2018 Wagga Wagga by-election
| Party |  | Candidate | Votes | % | ±% |
|  | Liberal | Julia Ham | 12,031 | 25.5 | −28.3 |
|  | Independent | Joe McGirr | 12,003 | 25.4 | +25.4 |
|  | Country Labor | Dan Hayes | 11,197 | 23.7 | −4.4 |
|  | Independent | Paul Funnell | 5,028 | 10.6 | +0.9 |
|  | Shooters, Fishers, Farmers | Seb McDonagh | 4,682 | 9.9 | +9.9 |
|  | Greens | Ray Goodlass | 1,377 | 2.9 | −2.1 |
|  | Christian Democrats | Tom Arentz | 900 | 1.9 | −0.4 |
| Total formal votes |  |  | 47,218 | 96.8 | +0.0 |
| Informal votes |  |  | 1,561 | 3.2 | −0.0 |
| Turnout |  |  | 48,779 | 88.3 | −1.9 |
Two-party-preferred result
|  | Country Labor | Dan Hayes | 18,495 | 50.1 | +13.0 |
|  | Liberal | Julia Ham | 18,389 | 49.9 | −13.0 |
Two-candidate-preferred result
|  | Independent | Joe McGirr | 23,001 | 59.6 | +59.6 |
|  | Liberal | Julia Ham | 15,570 | 40.4 | −22.5 |
|  | Independent gain from Liberal |  | Swing | N/A |  |

== Aftermath ==
The loss of Wagga Wagga reduced the Liberal Party to holding only three rural seats; Albury, Bega, and Goulburn.

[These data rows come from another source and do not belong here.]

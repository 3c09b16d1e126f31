//! Shaping of raw query results into compact structured summaries
//!
//! Every function here is pure: transport failures are handled before a
//! shaper runs, and a malformed facet only ever costs that one facet.

mod breakdown;
mod database;
mod metrics;
mod transactions;

pub use breakdown::{build_segments, classify_segment, finalize_segments};
pub use database::{shape_database_operations, QUERY_LATENCY_THRESHOLD_MS};
pub use metrics::shape_metric_series;
pub use transactions::shape_slow_transactions;

use crate::error::{GatewayError, Result};
use crate::nrql::ResultField;
use serde_json::Value;

/// Round to two decimal places
pub(crate) fn round2(value: f64) -> f64 {
    (value * 100.0).round() / 100.0
}

/// Interpret a JSON value as a number, accepting numeric strings
pub(crate) fn as_number(value: &Value) -> Option<f64> {
    match value {
        Value::Number(n) => n.as_f64(),
        Value::String(s) => s.trim().parse().ok(),
        _ => None,
    }
}

/// Extract one declared field from a facet's results array, validating that
/// the entry at the declared position carries the declared aggregate key
pub(crate) fn extract_field(results: &[Value], index: usize, field: &ResultField) -> Result<f64> {
    let entry = results.get(index).ok_or_else(|| {
        GatewayError::Shaping(format!("missing result entry for alias '{}'", field.alias))
    })?;
    let value = entry.get(field.aggregate).ok_or_else(|| {
        GatewayError::Shaping(format!(
            "alias '{}' expected aggregate key '{}', got {entry}",
            field.alias, field.aggregate
        ))
    })?;
    as_number(value).ok_or_else(|| {
        GatewayError::Shaping(format!(
            "alias '{}' carried a non-numeric value: {value}",
            field.alias
        ))
    })
}
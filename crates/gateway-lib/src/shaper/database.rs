//! Database-operation facet shaping
//!
//! Facet names are (datastoreType, table, operation) tuples. Operations
//! whose average query time exceeds the fixed threshold are flagged and
//! surfaced as warnings; the final sequence is sorted by average query
//! time, descending, with input order preserved on ties.

use super::{extract_field, round2};
use crate::models::DatabaseOperation;
use crate::nrql::DATABASE_OPERATIONS_SCHEMA;
use crate::observability::GatewayMetrics;
use serde_json::Value;
use tracing::warn;

/// Average query time above which an operation is flagged as slow
pub const QUERY_LATENCY_THRESHOLD_MS: f64 = 8.0;

fn name_component(components: &[Value], index: usize) -> String {
    match components.get(index) {
        Some(Value::String(s)) if !s.is_empty() => s.clone(),
        _ => "unknown".to_string(),
    }
}

/// Shape a top-database-operations Insights response
pub fn shape_database_operations(raw: &Value) -> Vec<DatabaseOperation> {
    let Some(facets) = raw.get("facets").and_then(Value::as_array) else {
        return Vec::new();
    };

    let mut operations = Vec::new();
    for facet in facets {
        let name_fields = facet
            .get("name")
            .or_else(|| facet.get("facet"))
            .and_then(Value::as_array);
        let Some(components) = name_fields else {
            warn!(facet = %facet, "Unexpected facet structure");
            continue;
        };
        if components.len() != 3 {
            warn!(facet = %facet, "Unexpected facet structure");
            continue;
        }

        let results = facet
            .get("results")
            .and_then(Value::as_array)
            .map(Vec::as_slice)
            .unwrap_or(&[]);
        let schema = DATABASE_OPERATIONS_SCHEMA;
        let extracted = (|| {
            let total_time = extract_field(results, 0, &schema[0])?;
            let avg_time = extract_field(results, 1, &schema[1])?;
            let throughput = extract_field(results, 2, &schema[2])?;
            Ok::<_, crate::error::GatewayError>((total_time, avg_time, throughput))
        })();
        let (total_time, avg_time, throughput) = match extracted {
            Ok(values) => values,
            Err(e) => {
                warn!(error = %e, facet = %facet, "Error parsing facet");
                continue;
            }
        };

        let datastore_type = name_component(components, 0);
        let table = name_component(components, 1);
        let operation = name_component(components, 2);

        let query_latency = avg_time > QUERY_LATENCY_THRESHOLD_MS;
        if query_latency {
            warn!(
                operation = %operation,
                table = %table,
                avg_query_time_ms = round2(avg_time),
                "Slow query detected"
            );
        }

        operations.push(DatabaseOperation {
            datastore_type,
            table,
            operation,
            total_time_per_minute: round2(total_time),
            avg_query_time_ms: round2(avg_time),
            throughput_ops_per_min: round2(throughput),
            query_latency,
        });
    }

    // Stable sort keeps input order on ties
    operations.sort_by(|a, b| {
        b.avg_query_time_ms
            .partial_cmp(&a.avg_query_time_ms)
            .unwrap_or(std::cmp::Ordering::Equal)
    });

    let slow = operations.iter().filter(|op| op.query_latency).count();
    if slow > 0 {
        warn!(
            count = slow,
            threshold_ms = QUERY_LATENCY_THRESHOLD_MS,
            "Found database operations with average query time over threshold"
        );
        GatewayMetrics::new().add_slow_queries(slow as u64);
    }

    operations
}

#[cfg(test)]
mod tests {
    use super::*;
    use serde_json::json;

    fn facet(name: Value, total: f64, avg: f64, throughput: f64) -> Value {
        json!({
            "name": name,
            "results": [
                {"result": total},
                {"average": avg},
                {"result": throughput}
            ]
        })
    }

    #[test]
    fn test_shape_database_operation() {
        let raw = json!({"facets": [facet(json!(["MySQL", "users", "select"]), 1000.0, 10.0, 5.0)]});
        let ops = shape_database_operations(&raw);

        assert_eq!(ops.len(), 1);
        let op = &ops[0];
        assert_eq!(op.datastore_type, "MySQL");
        assert_eq!(op.table, "users");
        assert_eq!(op.operation, "select");
        assert_eq!(op.total_time_per_minute, 1000.0);
        assert_eq!(op.avg_query_time_ms, 10.0);
        assert_eq!(op.throughput_ops_per_min, 5.0);
        assert!(op.query_latency);
    }

    #[test]
    fn test_latency_flag_matches_threshold() {
        let raw = json!({"facets": [
            facet(json!(["MySQL", "a", "select"]), 1.0, 8.0, 1.0),
            facet(json!(["MySQL", "b", "select"]), 1.0, 8.01, 1.0)
        ]});
        let ops = shape_database_operations(&raw);

        let exactly_at = ops.iter().find(|op| op.table == "a").unwrap();
        let just_over = ops.iter().find(|op| op.table == "b").unwrap();
        assert!(!exactly_at.query_latency);
        assert!(just_over.query_latency);
    }

    #[test]
    fn test_wrong_tuple_length_skipped() {
        let raw = json!({"facets": [
            facet(json!(["MySQL", "users"]), 1.0, 1.0, 1.0),
            facet(json!(["MySQL", "users", "select", "extra"]), 1.0, 1.0, 1.0),
            facet(json!(["MySQL", "users", "select"]), 1.0, 1.0, 1.0)
        ]});
        assert_eq!(shape_database_operations(&raw).len(), 1);
    }

    #[test]
    fn test_null_components_default_to_unknown() {
        let raw = json!({"facets": [facet(json!([null, "users", null]), 1.0, 1.0, 1.0)]});
        let ops = shape_database_operations(&raw);
        assert_eq!(ops[0].datastore_type, "unknown");
        assert_eq!(ops[0].table, "users");
        assert_eq!(ops[0].operation, "unknown");
    }

    #[test]
    fn test_sorted_descending_by_avg_query_time() {
        let raw = json!({"facets": [
            facet(json!(["MySQL", "a", "select"]), 1.0, 2.0, 1.0),
            facet(json!(["MySQL", "b", "select"]), 1.0, 9.0, 1.0),
            facet(json!(["MySQL", "c", "select"]), 1.0, 5.0, 1.0)
        ]});
        let times: Vec<f64> = shape_database_operations(&raw)
            .iter()
            .map(|op| op.avg_query_time_ms)
            .collect();
        assert_eq!(times, vec![9.0, 5.0, 2.0]);
    }

    #[test]
    fn test_ties_keep_input_order() {
        let raw = json!({"facets": [
            facet(json!(["MySQL", "first", "select"]), 1.0, 5.0, 1.0),
            facet(json!(["MySQL", "second", "select"]), 1.0, 5.0, 1.0)
        ]});
        let tables: Vec<String> = shape_database_operations(&raw)
            .into_iter()
            .map(|op| op.table)
            .collect();
        assert_eq!(tables, vec!["first", "second"]);
    }

    #[test]
    fn test_facet_with_bad_results_skipped() {
        let raw = json!({"facets": [
            {"name": ["MySQL", "users", "select"], "results": [{"wrong": 1.0}]},
            facet(json!(["MySQL", "ok", "select"]), 1.0, 1.0, 1.0)
        ]});
        let ops = shape_database_operations(&raw);
        assert_eq!(ops.len(), 1);
        assert_eq!(ops[0].table, "ok");
    }
}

The large swing against the Liberals caused Country Labor candidate Dan Hayes to win the two-party-preferred count, being the first candidate to achieve this feat since 1956.

Premier Gladys Berejiklian and several senior colleagues acknowledged that Turnbull’s knifing had deterred some voters in Wagga Wagga. However, Federal Senator Jim Molan dismissed those concerns, saying it “wasn’t a factor”.

McGirr ruled out joining the Coalition once in government.